If they are paid the Pentagon they must be doing something right
LOL! Like the guys who went from DADT to ????
There is a feedback loop there which might be influenced by some theoretical inbreeding.
They get paid a lot, i don't get a dime. But it has been my experience that the size of the paycheck is not what determines who is right. With humans, it is often the intangible factors which compel that one soldier to perform acts which can change the tide of battle from Sergeant York to Audie Murphy, to Frank Luke and others, these are behaviour patterns above and beyond the rational call of duty, beyond that which would compel ordinary men in ordinary circumstances to relent and withdraw. Those acts of Valor are by no means confined to American service personnel, and one pilot getting through to a critical tanker or AWACS could send a lot of planes into the water in the long run. Our enemies will study the critical and most vulnerable links in the system and can be guaranteed to attack those with whatever it takes to break that chain. Failing that, such a feint could be used to slip through another force that could cause critical damage. (Torpedo 8 at Midway).
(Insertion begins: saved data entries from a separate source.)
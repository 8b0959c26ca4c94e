// src/deps/mod.rs

//! Dependency readiness: run history and validation against it.

pub mod metadata;
pub mod validator;

pub use metadata::{MemoryMetadataStore, MetadataStore, RunSummary};
pub use validator::{
    DependencyStatus, DependencyValidator, NotReadyReason, ReadinessGate, ValidationReport,
};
We saw during WWII (and Korea) that the objective under both Soviets, Chinese, (and Japanese) was far more important than the lives of individuals, to the extent that the Japanese used the Kamikaze attacks, and the Soviets and Chinese used the sometimes imminent threat of execution for failure to perform as an incentive to continue to press a difficult attack. The scene in Enemy at the Gates has an historical basis.
Aspects such as this have become so ingrained in those cultures that they aren't even cut from Russian series today which depict WWII. The depiction is more skewed toward 'victorious forces save the Motherland despite individual sacrifice for the State'--to the point that the contrast with American mentalities is left intact.
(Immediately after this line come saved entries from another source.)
use std::collections::HashMap;
use std::error::Error;
use std::future::Future;
use std::pin::Pin;
use std::sync::{Arc, Mutex};
use std::time::Duration;

use chrono::Utc;

use modeldag::dag::Model;
use modeldag::deps::{MemoryMetadataStore, MetadataStore, RunSummary};
use modeldag::engine::{
    CancelOutcome, EventKind, ExecutionRecord, ExecutionStatus, ModelEvent, Pipeline,
    PipelineBuilder, ResourceVector, RunOutcome,
};
use modeldag::errors::ModeldagError;
use modeldag::exec::{RunContext, Runner};
use modeldag::types::{FailurePolicy, ModelKind};
use modeldag_test_utils::{FakeRunner, ModelBuilder, init_tracing, with_timeout};

type TestResult = Result<(), Box<dyn Error>>;

fn build(
    capacity: ResourceVector,
    policy: FailurePolicy,
    runner: &Arc<FakeRunner>,
    store: Option<Arc<MemoryMetadataStore>>,
    models: Vec<Model>,
) -> Pipeline {
    let mut builder = PipelineBuilder::new(capacity)
        .failure_policy(policy)
        .runner(ModelKind::Declarative, runner.clone())
        .runner(ModelKind::Procedural, runner.clone());
    if let Some(store) = store {
        builder = builder.metadata_store(store);
    }
    builder.register_all(models).expect("models register");
    builder.build().expect("pipeline builds")
}

fn position(order: &[String], model: &str) -> usize {
    order
        .iter()
        .position(|m| m == model)
        .unwrap_or_else(|| panic!("{model} was not executed; order = {order:?}"))
}

/// A -> B -> C, and C also depends on D.
fn diamond_tail() -> Vec<Model> {
    vec![
        ModelBuilder::new("A").memory_gb(4).build(),
        ModelBuilder::new("B").memory_gb(4).after(&["A"]).build(),
        ModelBuilder::new("C").memory_gb(8).after(&["B", "D"]).build(),
        ModelBuilder::new("D").memory_gb(4).build(),
    ]
}

#[tokio::test]
async fn chain_runs_in_dependency_order_and_plans_groups() -> TestResult {
    init_tracing();

    let runner = FakeRunner::new()
        .default_delay(Duration::from_millis(10))
        .into_arc();
    let pipeline = build(
        ResourceVector::gb(8, 4, 0),
        FailurePolicy::FailFast,
        &runner,
        None,
        diamond_tail(),
    );

    let levels: Vec<Vec<&str>> = pipeline
        .graph()
        .levels()
        .iter()
        .map(|l| l.iter().map(String::as_str).collect())
        .collect();
    assert_eq!(levels, vec![vec!["A", "D"], vec!["B"], vec!["C"]]);

    let plan = pipeline.plan();
    let groups: Vec<Vec<Vec<&str>>> = plan
        .levels()
        .iter()
        .map(|l| {
            l.groups
                .iter()
                .map(|g| g.models.iter().map(String::as_str).collect())
                .collect()
        })
        .collect();
    assert_eq!(
        groups,
        vec![vec![vec!["A", "D"]], vec![vec!["B"]], vec![vec!["C"]]]
    );

    let report = with_timeout(pipeline.run()).await?;
    assert!(report.all_succeeded(), "report:\n{report}");
    assert_eq!(report.models.len(), 4);

    let order = runner.executed();
    assert!(position(&order, "A") < position(&order, "B"));
    assert!(position(&order, "B") < position(&order, "C"));
    assert!(position(&order, "D") < position(&order, "C"));

    // A and D share the pool; C needs all of it.
    assert_eq!(runner.peak_concurrency(), 2);
    assert_eq!(report.peak_allocation().memory_mb, 8 * 1024);
    Ok(())
}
The concept of Americans (Watch
The Bomb if you have Amazon Prime) is pretty far off, too, because of the cultural lens through which Americans were viewed by the producers/writers.
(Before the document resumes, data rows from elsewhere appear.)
// src/engine/pool.rs

//! Resource vectors and the fixed-capacity pool they are allocated from.

use std::fmt;

use serde::Deserialize;
use tracing::warn;

/// Weight of one CPU core, in megabytes, when ranking models by intensity.
pub const CPU_CORE_WEIGHT_MB: u64 = 1024;

/// A requirement or capacity across every resource dimension.
#[derive(Debug, Clone, Copy, PartialEq, Eq, Hash, Default, Deserialize)]
pub struct ResourceVector {
    #[serde(default)]
    pub memory_mb: u64,
    #[serde(default)]
    pub cpu_cores: u32,
    #[serde(default)]
    pub gpu_count: u32,
}

impl ResourceVector {
    pub const ZERO: ResourceVector = ResourceVector {
        memory_mb: 0,
        cpu_cores: 0,
        gpu_count: 0,
    };

    pub fn new(memory_mb: u64, cpu_cores: u32, gpu_count: u32) -> Self {
        Self {
            memory_mb,
            cpu_cores,
            gpu_count,
        }
    }

    /// Convenience constructor for memory expressed in whole gigabytes.
    pub fn gb(memory_gb: u64, cpu_cores: u32, gpu_count: u32) -> Self {
        Self::new(memory_gb * 1024, cpu_cores, gpu_count)
    }

    /// True if every dimension of `self` is within `capacity`.
    pub fn fits_within(&self, capacity: &ResourceVector) -> bool {
        self.memory_mb <= capacity.memory_mb
            && self.cpu_cores <= capacity.cpu_cores
            && self.gpu_count <= capacity.gpu_count
    }

    /// Names of the dimensions in which `self` exceeds `capacity`.
    pub fn exceeded_dimensions(&self, capacity: &ResourceVector) -> Vec<&'static str> {
        let mut dims = Vec::new();
        if self.memory_mb > capacity.memory_mb {
            dims.push("memory");
        }
        if self.cpu_cores > capacity.cpu_cores {
            dims.push("cpu");
        }
        if self.gpu_count > capacity.gpu_count {
            dims.push("gpu");
        }
        dims
    }

    pub fn saturating_add(&self, other: &ResourceVector) -> ResourceVector {
        ResourceVector {
            memory_mb: self.memory_mb.saturating_add(other.memory_mb),
            cpu_cores: self.cpu_cores.saturating_add(other.cpu_cores),
            gpu_count: self.gpu_count.saturating_add(other.gpu_count),
        }
    }

    pub fn saturating_sub(&self, other: &ResourceVector) -> ResourceVector {
        ResourceVector {
            memory_mb: self.memory_mb.saturating_sub(other.memory_mb),
            cpu_cores: self.cpu_cores.saturating_sub(other.cpu_cores),
            gpu_count: self.gpu_count.saturating_sub(other.gpu_count),
        }
    }

    /// Component-wise maximum.
    pub fn max(&self, other: &ResourceVector) -> ResourceVector {
        ResourceVector {
            memory_mb: self.memory_mb.max(other.memory_mb),
            cpu_cores: self.cpu_cores.max(other.cpu_cores),
            gpu_count: self.gpu_count.max(other.gpu_count),
        }
    }

    /// Scalar used to sort models for first-fit-decreasing packing
    /// (memory plus weighted cpu; gpus do not contribute).
    pub fn intensity(&self) -> u64 {
        self.memory_mb
            .saturating_add(CPU_CORE_WEIGHT_MB.saturating_mul(u64::from(self.cpu_cores)))
    }

    pub fn is_zero(&self) -> bool {
        *self == ResourceVector::ZERO
    }
}

impl fmt::Display for ResourceVector {
    fn fmt(&self, f: &mut fmt::Formatter<'_>) -> fmt::Result {
        write!(
            f,
            "{}MB/{}cpu/{}gpu",
            self.memory_mb, self.cpu_cores, self.gpu_count
        )
    }
}

/// Fixed total capacity plus the current allocation.
///
/// Not synchronised on its own; the scheduler owns the only instance and
/// serialises every access.
#[derive(Debug, Clone)]
pub struct ResourcePool {
    capacity: ResourceVector,
    allocated: ResourceVector,
}

impl ResourcePool {
    pub fn new(capacity: ResourceVector) -> Self {
        Self {
            capacity,
            allocated: ResourceVector::ZERO,
        }
    }

    pub fn capacity(&self) -> ResourceVector {
        self.capacity
    }

    pub fn allocated(&self) -> ResourceVector {
        self.allocated
    }

    pub fn free(&self) -> ResourceVector {
        self.capacity.saturating_sub(&self.allocated)
    }

    /// Whether `requirement` could be satisfied by an otherwise empty pool.
    pub fn can_ever_fit(&self, requirement: &ResourceVector) -> bool {
        requirement.fits_within(&self.capacity)
    }

    /// Whether `requirement` fits in the currently free capacity.
    pub fn can_fit_now(&self, requirement: &ResourceVector) -> bool {
        requirement.fits_within(&self.free())
    }

    /// Allocate `requirement` if it fits; returns whether it did.
    pub fn try_allocate(&mut self, requirement: &ResourceVector) -> bool {
        if !self.can_fit_now(requirement) {
            return false;
        }
        self.allocated = self.allocated.saturating_add(requirement);
        true
    }

    pub fn release(&mut self, requirement: &ResourceVector) {
        if !requirement.fits_within(&self.allocated) {
            warn!(
                %requirement,
                allocated = %self.allocated,
                "releasing more than is allocated; clamping to zero"
            );
        }
        self.allocated = self.allocated.saturating_sub(requirement);
    }
}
It is interesting, and in my conversations with the couple of Russians I have met, those attitudes still persist today. We see Stalin as a totalitarian butcher, to them he is a great hero who saved the Rodina, for instance. The Company Hand on that location heard about that (his ancestors were Ukrainian) and that Russian, who worked for Halliburton subsidiary Sperry/Sun was off the location to stay. Old, ingrained rivalries and grudges do not go away at the drop of a hat and persist for generations, something seen here as an anomaly (Hatfields vs McCoys, for instance), where the enmities of ages past are still fresh there. Add the Communist indoctrination, and neither Russia nor China has forgotten the generations of indoctrination, nor lost many of the aspects of that nor the totalitarianism that accompanied it.